Ulewne opady deszczu nawiedzają Japonię, powodując powodzie, niszcząc drogi i mosty. Ulewy w północnych prefekturach były tak obfite, że okazały się rekordowe. Poza tym w stolicy kraju i okolicach panuje fala upałów, a temperatura może przekraczać nawet 37 stopni Celsjusza.
Fala rekordowych opadów w tym tygodniu pojawiła się na północy kraju. W prefekturach Aomori i Akita spadło już więcej deszczu niż średnio w całym sierpniu. Rekordy pobite zostały między innymi w miastach Ajigasawa, Happo i Fakaura. W tym ostatnim przez 24 godziny do środowego przedpołudnia spadło 325 litrów wody na metr kwadratowy.
Państwowa agencja meteorologiczna ostrzega, że opady mogą doprowadzić do lawin błotnych, powodzi i wylewania rzek.

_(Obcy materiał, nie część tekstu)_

//! HTTP server command

use anyhow::{Context, Result};
use clap::Parser;
use std::net::SocketAddr;

use coursemate_server::db::migrations;
use coursemate_server::http::{run_server, ServerConfig};

use super::DatabaseArgs;

/// Arguments for the serve command
#[derive(Parser, Debug)]
pub struct ServeArgs {
    /// Address to bind to
    #[arg(long, short = 'b', env = "COURSEMATE_BIND", default_value = "127.0.0.1:3000")]
    pub bind: SocketAddr,

    /// Allow permissive CORS (all origins) - use with caution
    #[arg(long)]
    pub cors_permissive: bool,

    /// Do not run migrations before serving
    #[arg(long)]
    pub skip_migrations: bool,

    #[command(flatten)]
    pub db: DatabaseArgs,
}

/// Run the HTTP server
pub async fn run_serve(args: ServeArgs) -> Result<()> {
    let pool = args.db.connect().await?;

    if args.skip_migrations {
        tracing::info!("skipping migrations");
    } else {
        migrations::run(&pool)
            .await
            .context("Failed to run migrations")?;
    }

    tracing::info!(
        bind = %args.bind,
        max_connections = args.db.max_connections,
        "starting coursemate server"
    );

    let config = ServerConfig {
        bind_addr: args.bind,
        cors_permissive: args.cors_permissive,
    };

    // Blocks until shutdown
    run_server(pool, config).await.context("Server error")?;

    Ok(())
}
//! Axum server setup
//!
//! Server skeleton with:
//! - Localhost-only CORS by default
//! - Tracing middleware
//! - Graceful shutdown on SIGTERM/Ctrl+C

use std::net::SocketAddr;
use std::sync::Arc;

use axum::http::HeaderValue;
use axum::routing::get;
use axum::Router;
use sqlx::PgPool;
use tokio::net::TcpListener;
use tower_http::cors::{Any, CorsLayer};
use tower_http::trace::TraceLayer;

use super::routes;

/// Server configuration
#[derive(Debug, Clone)]
pub struct ServerConfig {
    /// Address to bind to (default: 127.0.0.1:3000)
    pub bind_addr: SocketAddr,

    /// Allow permissive CORS (default: false = localhost only)
    ///
    /// WARNING: Setting this to true allows any origin.
    /// Only use for development or documented use cases.
    pub cors_permissive: bool,
}

impl Default for ServerConfig {
    fn default() -> Self {
        Self {
            bind_addr: SocketAddr::from(([127, 0, 0, 1], 3000)),
            cors_permissive: false,
        }
    }
}

/// Shared application state
#[derive(Clone)]
pub struct AppState {
    pub pool: PgPool,
}

/// Origins allowed when CORS is not permissive (local frontend dev servers)
const LOCAL_ORIGINS: [&str; 4] = [
    "http://localhost:3000",
    "http://localhost:5173",
    "http://127.0.0.1:3000",
    "http://127.0.0.1:5173",
];

/// Build the application router. CORS is layered on by `run_server`.
pub fn build_router(state: AppState) -> Router {
    Router::new()
        .route("/", get(banner))
        .merge(routes::health::router())
        .merge(routes::places::router())
        .merge(routes::reviews::router())
        .merge(routes::recommendations::router())
        .nest("/admin", routes::admin::router())
        .layer(TraceLayer::new_for_http())
        .with_state(Arc::new(state))
}

/// GET / - plain-text liveness banner
async fn banner() -> &'static str {
    "CourseMate API server is running."
}

fn cors_layer(permissive: bool) -> CorsLayer {
    if permissive {
        tracing::warn!("CORS: Permissive mode enabled - all origins allowed");
        return CorsLayer::permissive();
    }

    CorsLayer::new()
        .allow_origin(LOCAL_ORIGINS.map(HeaderValue::from_static))
        .allow_methods(Any)
        .allow_headers(Any)
}

/// Run the HTTP server.
///
/// # Example
///
/// ```ignore
/// let pool = create_pool(&database_url).await?;
/// let config = ServerConfig::default();
/// run_server(pool, config).await?;
/// ```
pub async fn run_server(pool: PgPool, config: ServerConfig) -> Result<(), ServerError> {
    let app = build_router(AppState { pool }).layer(cors_layer(config.cors_permissive));

    // Bind listener
    let listener = TcpListener::bind(config.bind_addr).await?;
    tracing::info!("Server listening on {}", config.bind_addr);

    // Run with graceful shutdown
    axum::serve(listener, app)
        .with_graceful_shutdown(shutdown_signal())
        .await?;

    tracing::info!("Server shutdown complete");
    Ok(())
}

/// Wait for shutdown signal (Ctrl+C or SIGTERM).
async fn shutdown_signal() {
    let ctrl_c = async {
        if let Err(e) = tokio::signal::ctrl_c().await {
            tracing::error!(error = %e, "failed to install Ctrl+C handler");
            std::future::pending::<()>().await;
        }
    };

    #[cfg(unix)]
    let terminate = async {
        match tokio::signal::unix::signal(tokio::signal::unix::SignalKind::terminate()) {
            Ok(mut signal) => {
                signal.recv().await;
            }
            Err(e) => {
                tracing::error!(error = %e, "failed to install SIGTERM handler");
                std::future::pending::<()>().await;
            }
        }
    };

    #[cfg(not(unix))]
    let terminate = std::future::pending::<()>();

    tokio::select! {
        _ = ctrl_c => {
            tracing::info!("Received Ctrl+C, starting shutdown");
        }
        _ = terminate => {
            tracing::info!("Received SIGTERM, starting shutdown");
        }
    }
}

/// Server error type
#[derive(Debug, thiserror::Error)]
pub enum ServerError {
    #[error("IO error: {0}")]
    Io(#[from] std::io::Error),
}
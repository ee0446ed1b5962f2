//! Place endpoints: search, photos and blog links

use std::sync::Arc;

use axum::{
    extract::State,
    routing::get,
    Router,
};
use serde::{Deserialize, Serialize};

use crate::db::repos::{BlogLink, Photo, SpotRepo, TourSpot};
use crate::http::envelope::Envelope;
use crate::http::error::ApiError;
use crate::http::extractors::{ApiQuery, ValidId};
use crate::http::server::AppState;
use crate::models::{search_term, PlaceSort};

/// Query for GET /places/search
#[derive(Deserialize)]
pub struct PlaceSearchParams {
    pub keyword: Option<String>,
    pub sort: Option<String>,
}

/// Place in a search result
#[derive(Serialize)]
#[serde(rename_all = "camelCase")]
pub struct PlaceResponse {
    pub spot_id: i64,
    pub name: String,
    pub address: String,
    pub avg_rating: f64,
    pub reg_date: String,
}

impl From<TourSpot> for PlaceResponse {
    fn from(s: TourSpot) -> Self {
        Self {
            spot_id: s.spot_id,
            name: s.name,
            address: s.address,
            avg_rating: s.avg_rating,
            reg_date: s.reg_date.to_rfc3339(),
        }
    }
}

#[derive(Serialize)]
pub struct PlaceList {
    pub count: usize,
    pub places: Vec<PlaceResponse>,
}

#[derive(Serialize)]
#[serde(rename_all = "camelCase")]
pub struct PhotoResponse {
    pub photo_id: i64,
    pub img_url: String,
    pub reg_date: String,
}

impl From<Photo> for PhotoResponse {
    fn from(p: Photo) -> Self {
        Self {
            photo_id: p.photo_id,
            img_url: p.img_url,
            reg_date: p.reg_date.to_rfc3339(),
        }
    }
}

#[derive(Serialize)]
pub struct PhotoList {
    pub count: usize,
    pub photos: Vec<PhotoResponse>,
}

#[derive(Serialize)]
#[serde(rename_all = "camelCase")]
pub struct BlogResponse {
    pub blog_id: i64,
    pub title: String,
    pub url: String,
    pub blog_name: Option<String>,
    pub post_date: String,
}

impl From<BlogLink> for BlogResponse {
    fn from(b: BlogLink) -> Self {
        Self {
            blog_id: b.blog_id,
            title: b.title,
            url: b.url,
            blog_name: b.blog_name,
            post_date: b.post_date.to_rfc3339(),
        }
    }
}

#[derive(Serialize)]
pub struct BlogList {
    pub count: usize,
    pub blogs: Vec<BlogResponse>,
}

/// GET /places/search?keyword=&sort=best|latest
async fn search_places(
    State(state): State<Arc<AppState>>,
    ApiQuery(params): ApiQuery<PlaceSearchParams>,
) -> Result<Envelope<PlaceList>, ApiError> {
    let keyword = search_term(params.keyword.as_deref(), "keyword")?;
    let sort = PlaceSort::from_param(params.sort.as_deref());
    let spots = SpotRepo::new(&state.pool).search(keyword, sort).await?;

    let places: Vec<PlaceResponse> = spots.into_iter().map(PlaceResponse::from).collect();
    Ok(Envelope::ok(
        "places loaded",
        PlaceList {
            count: places.len(),
            places,
        },
    ))
}

/// GET /places/{id}/photos
async fn list_photos(
    State(state): State<Arc<AppState>>,
    ValidId(spot_id): ValidId,
) -> Result<Envelope<PhotoList>, ApiError> {
    let photos: Vec<PhotoResponse> = SpotRepo::new(&state.pool)
        .photos(spot_id)
        .await?
        .into_iter()
        .map(PhotoResponse::from)
        .collect();

    Ok(Envelope::ok(
        "photos loaded",
        PhotoList {
            count: photos.len(),
            photos,
        },
    ))
}

/// GET /places/{id}/blogs
async fn list_blogs(
    State(state): State<Arc<AppState>>,
    ValidId(spot_id): ValidId,
) -> Result<Envelope<BlogList>, ApiError> {
    let blogs: Vec<BlogResponse> = SpotRepo::new(&state.pool)
        .blogs(spot_id)
        .await?
        .into_iter()
        .map(BlogResponse::from)
        .collect();

    Ok(Envelope::ok(
        "blog links loaded",
        BlogList {
            count: blogs.len(),
            blogs,
        },
    ))
}

/// Place routes
pub fn router() -> Router<Arc<AppState>> {
    Router::new()
        .route("/places/search", get(search_places))
        .route("/places/{id}/photos", get(list_photos))
        .route("/places/{id}/blogs", get(list_blogs))
}
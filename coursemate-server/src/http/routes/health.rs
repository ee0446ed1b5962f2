//! Health check endpoint

use std::sync::Arc;

use axum::{routing::get, Json, Router};
use serde::Serialize;

use crate::http::server::AppState;

/// Health check response
#[derive(Serialize)]
pub struct HealthResponse {
    pub status: &'static str,
    pub version: &'static str,
}

/// GET /health
async fn health() -> Json<HealthResponse> {
    Json(HealthResponse {
        status: "ok",
        version: env!("CARGO_PKG_VERSION"),
    })
}

/// Health routes
pub fn router() -> Router<Arc<AppState>> {
    Router::new().route("/health", get(health))
}

#[cfg(test)]
mod tests {
    use super::*;

    #[tokio::test]
    async fn health_returns_ok() {
        let Json(body) = health().await;
        assert_eq!(body.status, "ok");
        assert_eq!(body.version, env!("CARGO_PKG_VERSION"));
    }
}
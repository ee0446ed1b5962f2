//! Admin-managed records: user accounts and notices

use super::validation::{reject_nul, required_text, ValidationError};

const MAX_USER_ID_LEN: usize = 50;
const MAX_NAME_LEN: usize = 50;
const MAX_NOTICE_TITLE_LEN: usize = 200;
const MAX_NOTICE_CONTENT_LEN: usize = 10_000;

/// Validated login id
#[derive(Debug, Clone, PartialEq, Eq)]
pub struct UserId(String);

impl UserId {
    pub fn new(s: &str) -> Result<Self, ValidationError> {
        required_text(s, "userId", MAX_USER_ID_LEN).map(Self)
    }

    pub fn as_str(&self) -> &str {
        &self.0
    }
}

/// Profile fields shared by user creation and update
#[derive(Debug, Clone)]
pub struct UserProfile {
    pub name: String,
    pub email: Option<String>,
    pub age: Option<i32>,
    pub gender: Option<String>,
}

impl UserProfile {
    pub fn new(
        name: &str,
        email: Option<String>,
        age: Option<i32>,
        gender: Option<String>,
    ) -> Result<Self, ValidationError> {
        let name = required_text(name, "name", MAX_NAME_LEN)?;
        if let Some(email) = &email {
            reject_nul(email, "email")?;
        }
        if let Some(gender) = &gender {
            reject_nul(gender, "gender")?;
        }

        if let Some(age) = age {
            if !(0..=150).contains(&age) {
                return Err(ValidationError::OutOfRange {
                    field: "age",
                    min: 0,
                    max: 150,
                    value: age.into(),
                });
            }
        }

        Ok(Self {
            name,
            email: email.filter(|e| !e.trim().is_empty()),
            age,
            gender: gender.filter(|g| !g.trim().is_empty()),
        })
    }
}

/// Title and body of a notice
#[derive(Debug, Clone)]
pub struct NoticeBody {
    pub title: String,
    pub content: String,
}

impl NoticeBody {
    pub fn new(title: &str, content: &str) -> Result<Self, ValidationError> {
        Ok(Self {
            title: required_text(title, "title", MAX_NOTICE_TITLE_LEN)?,
            content: required_text(content, "content", MAX_NOTICE_CONTENT_LEN)?,
        })
    }
}
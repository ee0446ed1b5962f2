//! Fixtures for database-backed tests
//!
//! Run with: DATABASE_URL=postgres://... cargo test -p coursemate-server -- --ignored

use sqlx::PgPool;
use tokio::sync::OnceCell;
use uuid::Uuid;

use super::{create_pool, migrations};

static MIGRATED: OnceCell<()> = OnceCell::const_new();

/// Connect to `DATABASE_URL` and make sure the schema exists.
pub(crate) async fn test_pool() -> PgPool {
    let _ = tracing_subscriber::fmt().with_test_writer().try_init();

    let url = std::env::var("DATABASE_URL").expect("DATABASE_URL required");
    let pool = create_pool(&url).await.expect("pool creation failed");

    // Parallel CREATE TABLE IF NOT EXISTS can still collide on pg_type
    MIGRATED
        .get_or_init(|| async {
            migrations::run(&pool).await.expect("migrations failed");
        })
        .await;

    pool
}

/// A value no other test run will produce.
pub(crate) fn unique(prefix: &str) -> String {
    format!("{}-{}", prefix, Uuid::new_v4().simple())
}

pub(crate) async fn seed_spot(pool: &PgPool, name: &str, address: &str) -> i64 {
    let row: (i64,) = sqlx::query_as(
        "INSERT INTO tour_spots (name, address) VALUES ($1, $2) RETURNING spot_id",
    )
    .bind(name)
    .bind(address)
    .fetch_one(pool)
    .await
    .expect("seed spot");
    row.0
}

pub(crate) async fn seed_user(pool: &PgPool) -> String {
    let user_id = unique("user");
    sqlx::query("INSERT INTO users (user_id, password, name) VALUES ($1, 'x', 'Tester')")
        .bind(&user_id)
        .execute(pool)
        .await
        .expect("seed user");
    user_id
}
//! Tracing setup for the coursemate CLI
//!
//! Usage:
//!   coursemate --debug serve                    # Debug logging to console
//!   RUST_LOG=coursemate_server=debug coursemate # Fine-grained log control
//!
//! Environment variables:
//!   RUST_LOG                                    # Log filter (default: info)

use anyhow::{anyhow, Result};
use tracing_subscriber::EnvFilter;

/// Tracing configuration options
#[derive(Debug, Clone, Default)]
pub struct TracingConfig {
    /// Enable debug logging (sets debug level if RUST_LOG is not set)
    pub debug: bool,
}

/// Initialize console tracing
pub fn init(config: &TracingConfig) -> Result<()> {
    let default_level = if config.debug { "debug" } else { "info" };
    let filter =
        EnvFilter::try_from_default_env().unwrap_or_else(|_| EnvFilter::new(default_level));

    tracing_subscriber::fmt()
        .with_env_filter(filter)
        .with_target(config.debug) // Show targets in debug mode
        .compact()
        .try_init()
        .map_err(|err| anyhow!(err))
}
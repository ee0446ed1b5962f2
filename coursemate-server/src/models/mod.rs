//! Domain models with validation at construction
//!
//! All user input is validated when creating these types.
//! Invalid input returns ValidationError, not panic.

pub mod validation;
pub mod account;
pub mod place;
pub mod region;
pub mod review;
pub mod tag;

pub use validation::{search_term, ValidationError};
pub use account::{NoticeBody, UserId, UserProfile};
pub use place::PlaceSort;
pub use region::{parse_exclude_ids, Region};
pub use review::{Rating, ReviewContent};
pub use tag::TagName;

Zawalone mosty i drogi, ewauacje
Do takich sytuacji doszło już na początku sierpnia w centralnej części Japonii. Na skutek ulew w prefekturze Yamagata zniszczone zostały niektóre drogi i mosty.
W prefekturach Niigata, Ishikawa i Yamagata ewakuowano w drugiej połowie ubiegłego tygodnia około 500 tysięcy osób. Nie było doniesień na temat ofiar i rannych.
W Tokio i okolicach fala upałów
Mieszkańcy Japonii borykają się również z upałami. W mieście Kuki w prefekturze Saitama temperatura powietrza osiągnęła w środę 36 stopni Celsjusza. W stolicy kraju Tokio termometry od 15 dni codziennie wskazują 35 stopni, najdłużej w historii - podkreśla publiczny nadawca NHK.
Władze ostrzegły przed nasileniem się upałów. Temperatura w niektórych miastach może przekraczać 37 st. C.
Ogromne ilości deszczu spadły również w stolicy Korei Południowej i jej okolicach. Bilans ofiar śmiertelnych wzrósł w środę do 17, siedem osób uznaje się za zaginionych. Agencja Yonhap informowała, że opady te uważane są za największe od 115 lat.